Desde criança os índios da tribo dos cuicuros ouviam que sob toda aquela floresta existira, há muito tempo, uma grande civilização. Por isso, agora já adultos, nã o se surpreenderam quando foram procurados por um grupo de cientistas americanos e brasileiros interessados em abrir a mata fechada para encontrar vestígios dessa cidade perdida. A selva que foi aberta é a da região do Alto Xingu, em Mato Grosso, atualmente um complexo parque indígena com 14 tribos nele espalhadas. “Os habitantes da aldeia sempre contaram histórias de seus ancestrais que moraram ali. Até hoje se fala que muita gente vivia nessa região, disse à ISTOÉ Mutuá Mehinaku, índio cuicuro que se prepara para defender título de mestre em antropologia. Os pesquisadores procuraram os próprios índios para orientá-los nas buscas e, na semana passada, tanto o Brasil quanto o restante do mundo ficaram sabendo que a história da tal civilização antiga que habitara o Alto Xingu não é lenda: ela de fato existiu, conforme relato da conceituada revista científica Science. Entre os remotos anos de 1200 e 1600 o local abrigou uma sociedade bem organizada para a época e que foi engolida pela floresta.

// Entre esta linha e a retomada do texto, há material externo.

pub mod config;
pub mod db;
pub mod error;
pub mod handlers;
pub mod metrics;
pub mod models;
pub mod services;

pub use config::Config;
pub use error::{AppError, Result};
pub use services::{RecommendationEngine, RecommendationError};
/// Post Ranking Pipeline
///
/// Recall from three overlapping pools (interest tags, followed authors,
/// trending), drop what the user already read, score every candidate once,
/// then order by score with a random shuffle inside each score tier.
use super::tie_breaker::{shuffle_items, TieBreaker};
use crate::config::RecommendationConfig;
use crate::db::{ContentStore, StoreError};
use crate::metrics;
use crate::models::{Pipeline, Post, PostRecommendation, Scored, UserProfile};
use chrono::{DateTime, Utc};
use std::collections::HashSet;
use std::sync::Arc;
use tracing::{debug, instrument};
use uuid::Uuid;

const TAG_MATCH_POINTS: i64 = 10;
const LIKE_POINTS: i64 = 5;
const DISLIKE_PENALTY: i64 = 2;
const COMMENT_POINTS: i64 = 3;
const FRESHNESS_WINDOW_DAYS: i64 = 7;
const FRESHNESS_POINTS_PER_DAY: i64 = 2;
const VIEWS_PER_POINT: i64 = 10;
const MAX_VIEW_POINTS: i64 = 20;

/// Relevance of `post` for a user with `interests`, evaluated at `now`.
///
/// - +10 per post tag in `interests`
/// - +5 per like, -2 per dislike, +3 per comment
/// - `(7 - days_old) * 2` while the post is at most 7 days old
/// - one point per 10 views, capped at 20
///
/// Posts dated in the future count as zero days old.
pub fn score_post(post: &Post, interests: &HashSet<&str>, now: DateTime<Utc>) -> i64 {
    let tag_matches = post
        .tags
        .iter()
        .filter(|tag| interests.contains(tag.as_str()))
        .count() as i64;

    let mut score = tag_matches * TAG_MATCH_POINTS;
    score += i64::from(post.likes_count) * LIKE_POINTS;
    score -= i64::from(post.dislikes_count) * DISLIKE_PENALTY;
    score += i64::from(post.comment_count) * COMMENT_POINTS;

    let days_old = (now - post.created_on).num_days().max(0);
    if days_old <= FRESHNESS_WINDOW_DAYS {
        score += (FRESHNESS_WINDOW_DAYS - days_old) * FRESHNESS_POINTS_PER_DAY;
    }

    score += (i64::from(post.views) / VIEWS_PER_POINT).min(MAX_VIEW_POINTS);

    score
}

/// Merge recall pools, keeping the first copy of each post and skipping read ones
pub fn merge_candidates<I>(pools: I, recently_read: &HashSet<Uuid>) -> Vec<Post>
where
    I: IntoIterator<Item = Vec<Post>>,
{
    let mut seen: HashSet<Uuid> = HashSet::new();
    pools
        .into_iter()
        .flatten()
        .filter(|post| seen.insert(post.id))
        .filter(|post| !recently_read.contains(&post.id))
        .collect()
}

/// Highest score first; posts sharing a score come out in random order.
pub fn rank_by_score_tiers(
    mut scored: Vec<Scored<Post>>,
    tie_breaker: &dyn TieBreaker,
) -> Vec<Scored<Post>> {
    scored.sort_by(|a, b| b.score.cmp(&a.score));

    let mut ranked = Vec::with_capacity(scored.len());
    let mut tier: Vec<Scored<Post>> = Vec::new();

    for candidate in scored {
        if tier.first().map_or(false, |head| head.score != candidate.score) {
            ranked.extend(shuffle_items(tie_breaker, std::mem::take(&mut tier)));
        }
        tier.push(candidate);
    }
    ranked.extend(shuffle_items(tie_breaker, tier));

    ranked
}

pub struct PostRanker {
    store: Arc<dyn ContentStore>,
    config: RecommendationConfig,
    tie_breaker: Arc<dyn TieBreaker>,
}

impl PostRanker {
    pub fn new(
        store: Arc<dyn ContentStore>,
        config: RecommendationConfig,
        tie_breaker: Arc<dyn TieBreaker>,
    ) -> Self {
        Self {
            store,
            config,
            tie_breaker,
        }
    }

    /// Up to `quota` posts for `profile`, best first
    #[instrument(skip(self, profile), fields(user_id = %profile.id))]
    pub async fn recommend(
        &self,
        profile: &UserProfile,
        quota: usize,
        now: DateTime<Utc>,
    ) -> Result<Vec<PostRecommendation>, StoreError> {
        if quota == 0 {
            return Ok(Vec::new());
        }

        let candidates = self.recall_candidates(profile).await?;
        metrics::record_pool_size(Pipeline::Posts, candidates.len());

        let interests = profile.interest_set();
        let scored: Vec<Scored<Post>> = candidates
            .into_iter()
            .map(|post| {
                let score = score_post(&post, &interests, now);
                Scored::new(post, score)
            })
            .collect();

        let ranked = rank_by_score_tiers(scored, self.tie_breaker.as_ref());

        debug!(
            candidate_count = ranked.len(),
            top_score = ranked.first().map(|c| c.score),
            "Posts ranked"
        );

        Ok(ranked
            .into_iter()
            .take(quota)
            .map(|scored| PostRecommendation::from(scored.item))
            .collect())
    }

    /// Fetch the three pools concurrently. Any failure fails the whole recall.
    async fn recall_candidates(&self, profile: &UserProfile) -> Result<Vec<Post>, StoreError> {
        let mut following: Vec<Uuid> = profile.following.iter().copied().collect();
        following.sort_unstable();

        let (by_interest, by_author, trending) = futures::future::try_join3(
            self.store
                .find_posts_by_tags(&profile.interests, self.config.interest_posts_limit),
            self.store
                .find_posts_by_authors(&following, self.config.followed_posts_limit),
            self.store
                .find_trending_posts(self.config.trending_posts_limit),
        )
        .await?;

        debug!(
            interest = by_interest.len(),
            followed = by_author.len(),
            trending = trending.len(),
            "Post recall completed"
        );

        Ok(merge_candidates(
            [by_interest, by_author, trending],
            &profile.recently_read_posts,
        ))
    }
}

Diversos índios ajudaram nas escavações porque, na verdade, eles já conheciam aquele lugar. Tinham a certeza de que era o local em que viveram seus parentes, diz Mutuá. Foram descobertas duas grandes vilas muradas que podem ter abrigado até 100 mil pessoas. A principal diferença dessa cidade indígena agora localizada em relação a outras cujos vestígios não se comprovam cientificamente é o convívio do povoado com a floresta. Os índios não se aglomeravam e intercalavam suas casas com bolsões de mata, pequenas lavouras de mandioca e plantação de floresta manejada. Também criavam peixes e tartarugas. As vilas fortificadas se organizavam ao redor de uma grande praça, cruzada por ruas, e eram ligadas umas às outras por picadas feitas na mata. As vilas eram planejadas, diz Michael Heckenberger, pesquisador da Universidade da Flórida e um dos autores do estudo. As evidências encontradas apontam que a trágica derrocada desses antigos povos coincide com a chegada dos europeus à América e comprovam que parte da floresta fechada existente no Xingu não é virgem, como se pensava, mas, isso sim, composta por vegetação secundária que cresceu após o fim da antiga sociedade. Essa descoberta pode dar lições para atuais práticas de sustentabilidade, sobretudo porque a região de mata fechada já foi, no passado, um campo agrícola. Os pesquisadores acreditam que os colonizadores trouxeram doenças (varíola e peste bubônica) que exterminaram a população indígena. Tribos inteiras foram dizimadas. Os cuicuros são alguns dos poucos descendentes diretos que sobreviveram e, na mais legítima tradição cultural dos índios, foram contando sobre os ancestrais para seus filhos, para que eles contassem para os netos, que por sua vez transmitiram para os bisnetos e assim sucessivamente até se chegar aos dias atuais.